Week 7 Legislative Update

Today marks the “fiscal cutoff,” the deadline for bills with budgetary or transportation impacts to emerge from the appropriation or transportation committees of the House and Senate. Only a few bills we’re tracking were run through a fiscal committee and had action this week:

  • HB 1395, L&I’s bill authorizing the use of funds for self-insurance program projects without prior legislative appropriation. This bill cleared the fiscal committee and is sitting in the House Rules committee, awaiting a possible pull to the floor for a vote.
  • HB 1496, L&I’s bill expanding the (primarily) state fund Preferred Worker Program as well as making permanent changes to the Voc Rehab statute, related to expanding Option 2, capping tuition inflation, and so on. This bill cleared the House Appropriations Committee yesterday, and is moving closer to a floor vote in the House.
  • HB 1194, the bill allowing lifetime pension benefits for surviving spouses of law enforcement/firefighter personnel despite remarriage. This bill was amended to make the fiscal impact come out of the employee’s public retirement system, as opposed to the workers’ compensation system. It was heard in the House Appropriations Committee yesterday but has not been scheduled for a committee vote. If that doesn’t occur today, the bill will probably not be considered further this session.
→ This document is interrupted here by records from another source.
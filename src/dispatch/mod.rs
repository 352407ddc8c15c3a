//! Translation of inbound events and command responses into store operations.

pub mod transcript;

pub use transcript::{parse_transcript, parse_transcript_on};

use crate::api::types::CommandResponse;
use crate::model::{ChatroomSwitch, CurrentSpeaker, DiscussionState, ServerEvent, Status};
use crate::store::StoreHandle;

/// Apply one realtime event to the store.
pub fn apply_event(store: &StoreHandle, event: &ServerEvent) {
    match event {
        ServerEvent::Message(message) => {
            store.add_message(message.clone());
        }
        ServerEvent::DiscussionStarted { messages, room_id } => {
            if room_id.is_some() {
                store.set_room(room_id.clone());
            }
            store.add_messages(messages.iter().cloned());
        }
        ServerEvent::TypingStart { speaker } => {
            let speaker = speaker.clone();
            store.update_status(move |prev| Status {
                current_speaker: CurrentSpeaker::typing(speaker),
                ..prev.clone()
            });
        }
        ServerEvent::TypingStop => {
            store.update_status(|prev| Status {
                current_speaker: CurrentSpeaker {
                    is_typing: false,
                    ..prev.current_speaker.clone()
                },
                ..prev.clone()
            });
        }
        ServerEvent::UserInterventionRequested => {
            store.update_status(|prev| Status {
                user_intervention_pending: true,
                ..prev.clone()
            });
        }
        ServerEvent::ChatroomSwitched(switch) => apply_chatroom_switch(store, switch),
        ServerEvent::PersonaUpdated(data) => {
            tracing::info!(agent = %data.get("agent_name").and_then(|v| v.as_str()).unwrap_or("?"), "persona updated");
        }
        ServerEvent::PersonasReset(_) => {
            tracing::info!("personas reset to defaults");
        }
        ServerEvent::Ping | ServerEvent::Pong => {}
        ServerEvent::Other { kind, .. } => {
            tracing::debug!(kind = %kind, "ignoring unhandled event");
        }
    }
}

/// Replace the log with the target room's transcript and return to `ready`.
pub fn apply_chatroom_switch(store: &StoreHandle, switch: &ChatroomSwitch) {
    tracing::info!(room = %switch.room_id, previous = ?switch.previous_room_id, "chatroom switched");

    store.clear_messages();
    store.set_room(Some(switch.room_id.clone()));

    if let Some(content) = switch.conversation_content.as_deref() {
        let loaded = store.add_messages(parse_transcript(content));
        tracing::debug!(loaded, "transcript loaded");
    }

    store.update_status(|prev| Status {
        auto_discussion_enabled: false,
        user_intervention_pending: false,
        discussion_state: DiscussionState::Ready,
        current_speaker: CurrentSpeaker::default(),
        ..prev.clone()
    });
}

/// Apply the payload of a successful command response, exactly as the
/// equivalent realtime events would be.
pub fn apply_command_response(store: &StoreHandle, response: &CommandResponse) {
    if let Some(switch) = response.chatroom_switch() {
        apply_chatroom_switch(store, &switch);
        return;
    }
    if response.room_id.is_some() {
        store.set_room(response.room_id.clone());
    }
    store.add_messages(response.messages.iter().cloned());
    if let Some(message) = response.chat_message() {
        store.add_message(message);
    }
}

#[cfg(test)]
mod tests {
    use super::*;
    use crate::model::{Message, MessageType};
    use chrono::{Duration, Utc};
    use serde_json::json;

    fn msg(id: &str, sender: &str, content: &str) -> Message {
        Message::new(id, sender, content, Utc::now(), MessageType::Message)
    }

    #[test]
    fn test_message_events_append() {
        let store = StoreHandle::default();
        let now = Utc::now();
        apply_event(&store, &ServerEvent::Message(Message::new("m1", "system", "hi", now, MessageType::System)));
        apply_event(
            &store,
            &ServerEvent::Message(Message::new("m2", "system", "hi", now + Duration::milliseconds(500), MessageType::System)),
        );
        assert_eq!(store.messages().len(), 1);
        assert_eq!(store.status().total_messages, 1);
    }

    #[test]
    fn test_discussion_started_keeps_order_and_room() {
        let store = StoreHandle::default();
        apply_event(
            &store,
            &ServerEvent::DiscussionStarted {
                messages: vec![msg("a", "시스템", "start"), msg("b", "CFO", "first"), msg("c", "CTO", "second")],
                room_id: Some("room-1".into()),
            },
        );
        let ids: Vec<_> = store.messages().into_iter().map(|m| m.id).collect();
        assert_eq!(ids, vec!["a", "b", "c"]);
        assert_eq!(store.room_id().as_deref(), Some("room-1"));
    }

    #[test]
    fn test_typing_indicator() {
        let store = StoreHandle::default();
        apply_event(&store, &ServerEvent::TypingStart { speaker: "CFO".into() });
        assert_eq!(store.status().current_speaker, CurrentSpeaker::typing("CFO"));

        apply_event(&store, &ServerEvent::TypingStop);
        let speaker = store.status().current_speaker;
        assert_eq!(speaker.name, "CFO");
        assert!(!speaker.is_typing);
    }

    #[test]
    fn test_intervention_requested() {
        let store = StoreHandle::default();
        apply_event(&store, &ServerEvent::UserInterventionRequested);
        assert!(store.status().user_intervention_pending);
    }

    #[test]
    fn test_chatroom_switch_loads_transcript() {
        let store = StoreHandle::default();
        store.add_message(msg("old", "CFO", "stale"));
        store.update_status(|prev| Status {
            auto_discussion_enabled: true,
            user_intervention_pending: true,
            discussion_state: DiscussionState::Paused,
            current_speaker: CurrentSpeaker::typing("CFO"),
            ..prev.clone()
        });

        let event = ServerEvent::parse(
            &json!({
                "type": "chatroom_switched",
                "data": {"room_id": "r2", "conversation_content": "**[10:00:01] 시스템**: 안녕하세요"}
            })
            .to_string(),
        )
        .unwrap();
        apply_event(&store, &event);

        let messages = store.messages();
        assert_eq!(messages.len(), 1);
        assert_eq!(messages[0].sender, "시스템");
        assert_eq!(messages[0].message_type, MessageType::System);
        assert_eq!(messages[0].content, "안녕하세요");
        assert_eq!(store.room_id().as_deref(), Some("r2"));

        let status = store.status();
        assert!(!status.auto_discussion_enabled);
        assert!(!status.user_intervention_pending);
        assert_eq!(status.discussion_state, DiscussionState::Ready);
        assert_eq!(status.current_speaker, CurrentSpeaker::default());
    }

    #[test]
    fn test_informational_events_leave_store_alone() {
        let store = StoreHandle::default();
        let before = store.snapshot();
        apply_event(&store, &ServerEvent::PersonaUpdated(json!({"agent_name": "CFO"})));
        apply_event(&store, &ServerEvent::PersonasReset(json!({})));
        apply_event(&store, &ServerEvent::Pong);
        apply_event(&store, &ServerEvent::Other { kind: "company_info".into(), data: json!({}) });
        assert_eq!(store.snapshot(), before);
    }

    #[test]
    fn test_command_response_applied_like_events() {
        let store = StoreHandle::default();
        let response: CommandResponse = serde_json::from_value(json!({
            "success": true,
            "room_id": "room-9",
            "messages": [
                {"id": "a", "sender": "시스템", "content": "start", "timestamp": "2024-05-01T10:00:00", "message_type": "system"},
                {"id": "b", "sender": "CFO", "content": "hello", "timestamp": "2024-05-01T10:00:02"}
            ],
            "message": {"id": "c", "sender": "CTO", "content": "me too", "timestamp": "2024-05-01T10:00:03"}
        }))
        .unwrap();
        apply_command_response(&store, &response);
        // replaying the same response changes nothing
        apply_command_response(&store, &response);

        let ids: Vec<_> = store.messages().into_iter().map(|m| m.id).collect();
        assert_eq!(ids, vec!["a", "b", "c"]);
        assert_eq!(store.room_id().as_deref(), Some("room-9"));
        assert_eq!(store.status().total_messages, 3);
    }

    #[test]
    fn test_switch_response_replaces_log() {
        let store = StoreHandle::default();
        store.add_message(msg("old", "CFO", "stale"));
        let response: CommandResponse = serde_json::from_value(json!({
            "success": true,
            "room_id": "r3",
            "conversation_content": "**[09:00:00] 🎯 CTO**: 재개합니다\n**[09:00:05] 📢 시스템**: ok"
        }))
        .unwrap();
        apply_command_response(&store, &response);

        let senders: Vec<_> = store.messages().into_iter().map(|m| m.sender).collect();
        assert_eq!(senders, vec!["CTO", "시스템"]);
        assert_eq!(store.room_id().as_deref(), Some("r3"));
    }
}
On the Senate side, although all of our bills have already cleared their committee cutoff and are in the Rules committee awaiting movement toward a floor vote, two bills did get a “pull” from the Rules committee, moving them closer to consideration by the full body:

  • SB 5507, requiring L&I to pay back a penalty amount, along with costs and attorney’s fees, to an employer who successfully appeals a workers’ comp penalty order to the Board.
  • SB 5418, requiring L&I to conduct a 3-year pilot project contracting out certain claims management functions for complex/catastrophic injury claims.

WSIA’s top priorities like wage simplification, occupational disease, and settlement agreements, remain in the Senate Rules committee. We’re working behind the scenes this week and next with legislators to position them for a floor vote.